Razvan Cojocaru March 28, 2017, 9:14 a.m. UTC | #1
The real CMPXCHG hvmemul_cmpxchg() implementation works as expected as
far the race conditions go, and returning RETRY for failed writebacks
seems to work without issue for regular Xen emulation.

However, when the patch is used with introspection, I've had a BCCode:
101 BSOD and rare (but several) occasions when the guest becomes
unresponsive (can't close Firefox or have the Windows start menu show up
when clicking the "Start" button, but the guest is otherwise running).

This I believe is due to the do { } while ( rc == X86EMUL_RETRY ); loop
in hvm_emulate_one_vm_event(): I am basically now looping behing the
guest's back until the CMPXCHG succeeds, which can theoretically be a
very long time to execute a CMPXCHG instruction, and most likely not
what the guest OS is expecting.

The alternative (and the current default) is to do nothing on
X86EMUL_RETRY and just allow the guest to re-enter in the same place,
which should trigger the same page fault vm_event, which can hopefully
now be able to emulate the current instruction. However, in the best
case scenario, this just complicates the above loop since the current
instruction will still be unable to complete until emulation succeeds
but this time with VMEXITs. And in the worst case scenario (which is
what happens in my tests) this adds an additional factor of
unpredictability, since the guest quickly BSODs (or rarely just plain
hangs).

I'm not sure that the RETRY model is what the guest OS expects. AFAIK, a
failed CMPXCHG should happen just once, with the proper registers and ZF
set. The guest surely expects neither that the instruction resume until
it succeeds, nor that some hidden loop goes on for an undeterminate
ammount of time until a CMPXCHG succeeds.

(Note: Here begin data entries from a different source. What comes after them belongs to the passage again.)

use anyhow::Result;
use log::{info, warn};
use std::sync::Arc;

use guardbot::prelude::*;

#[tokio::main]
async fn main() -> Result<()> {
    // Load environment variables and initialize logging
    dotenv::dotenv().ok();
    env_logger::Builder::from_default_env()
        .filter_level(log::LevelFilter::Info)
        .init();

    info!("Starting guardbot v{}", guardbot::VERSION);

    let config_path =
        std::env::var("GUARDBOT_CONFIG").unwrap_or_else(|_| "guardbot.toml".to_string());
    let config = Arc::new(BotConfig::load(&config_path).await?);

    let store: Arc<dyn UserRecordStore> =
        Arc::new(FileUserStore::open(&config.store_path).await?);

    let connection = TelegramConnection::new(TelegramConfig::from_env()?);
    let applier: Arc<dyn RestrictionApplier> = Arc::new(connection.api());

    // Remote leaderboard when repo coordinates and a token are configured,
    // otherwise a process-local board
    let document_store: Arc<dyn DocumentStore> =
        match (&config.leaderboard, &config.github_token) {
            (Some(board), Some(token)) => {
                info!(
                    "Leaderboard document: {}/{}:{}",
                    board.repo_owner, board.repo_name, board.file_path
                );
                Arc::new(GitHubDocumentStore::new(
                    token.clone(),
                    board.repo_owner.clone(),
                    board.repo_name.clone(),
                    board.file_path.clone(),
                    board.branch.clone(),
                ))
            }
            _ => {
                warn!("No leaderboard repo configured, points are local to this process");
                Arc::new(MemoryDocumentStore::new())
            }
        };
    let website_url = config
        .leaderboard
        .as_ref()
        .and_then(|board| board.website_url.clone());
    let board = Arc::new(Leaderboard::new(document_store, website_url));

    let mut bot = GuardBot::new(
        config,
        store,
        applier,
        board,
        Box::new(connection),
        SystemClock,
    );
    bot.start().await
}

The picture is further complicated by the two-part handling of
instructions in x86_emulate(). For example, for CMPXCHG we have:

case X86EMUL_OPC(0x0f, 0xb0): case X86EMUL_OPC(0x0f, 0xb1): /* cmpxchg */
    /* Save real source value, then compare EAX against destination. */
    src.orig_val = src.val;
    src.val = _regs.r(ax);
    /* cmp: %%eax - dst ==> dst and src swapped for macro invocation */
    emulate_2op_SrcV("cmp", dst, src, _regs.eflags);
    if ( _regs.eflags & X86_EFLAGS_ZF )
    {
        /* Success: write back to memory. */
        dst.val = src.orig_val;
    }
    else
    {
        /* Failure: write the value we saw to EAX. */
        dst.type = OP_REG;
        dst.reg  = (unsigned long *)&_regs.r(ax);
    }
    break;

This is the only part that sets the proper registers and ZF, and it's
only the comparison. If this succeeds, x86_emulate() currently assumes
that the writeback part cannot fail. But then the writeback part is:

case OP_MEM:
    if ( !(d & Mov) && (dst.orig_val == dst.val) &&
         !ctxt->force_writeback )
         /* nothing to do */;
    else if ( lock_prefix )
    {
        fail_if(!ops->cmpxchg);
        rc = ops->cmpxchg(
            dst.mem.seg, dst.mem.off, &dst.orig_val,
             &dst.val, dst.bytes, ctxt);
    }
    else
    {
        fail_if(!ops->write);
        rc = ops->write(dst.mem.seg, dst.mem.off,
                        !state->simd_size ? &dst.val : (void *)mmvalp,
                        dst.bytes, ctxt);
        if ( sfence )
            asm volatile ( "sfence" ::: "memory" );
    }
    if ( rc != 0 )
        goto done;
default:
    break;

I now see that this is why using a spinlock only around the writeback
part did not solve the issue: both the compare part and the writeback
part need to be part of the same atomic operation - lock needs to be
aquired before the cmp / ZF part.

Opinions and suggestions are appreciated. If I'm not mistaken, it looks
like the smp_lock design is the better solution to the problem.


Thanks,
Razvan
Jan Beulich March 28, 2017, 10:03 a.m. UTC | #2
>>> On 28.03.17 at 11:14, <rcojocaru@bitdefender.com> wrote:
> I'm not sure that the RETRY model is what the guest OS expects. AFAIK, a
> failed CMPXCHG should happen just once, with the proper registers and ZF
> set. The guest surely expects neither that the instruction resume until
> it succeeds, nor that some hidden loop goes on for an undeterminate
> ammount of time until a CMPXCHG succeeds.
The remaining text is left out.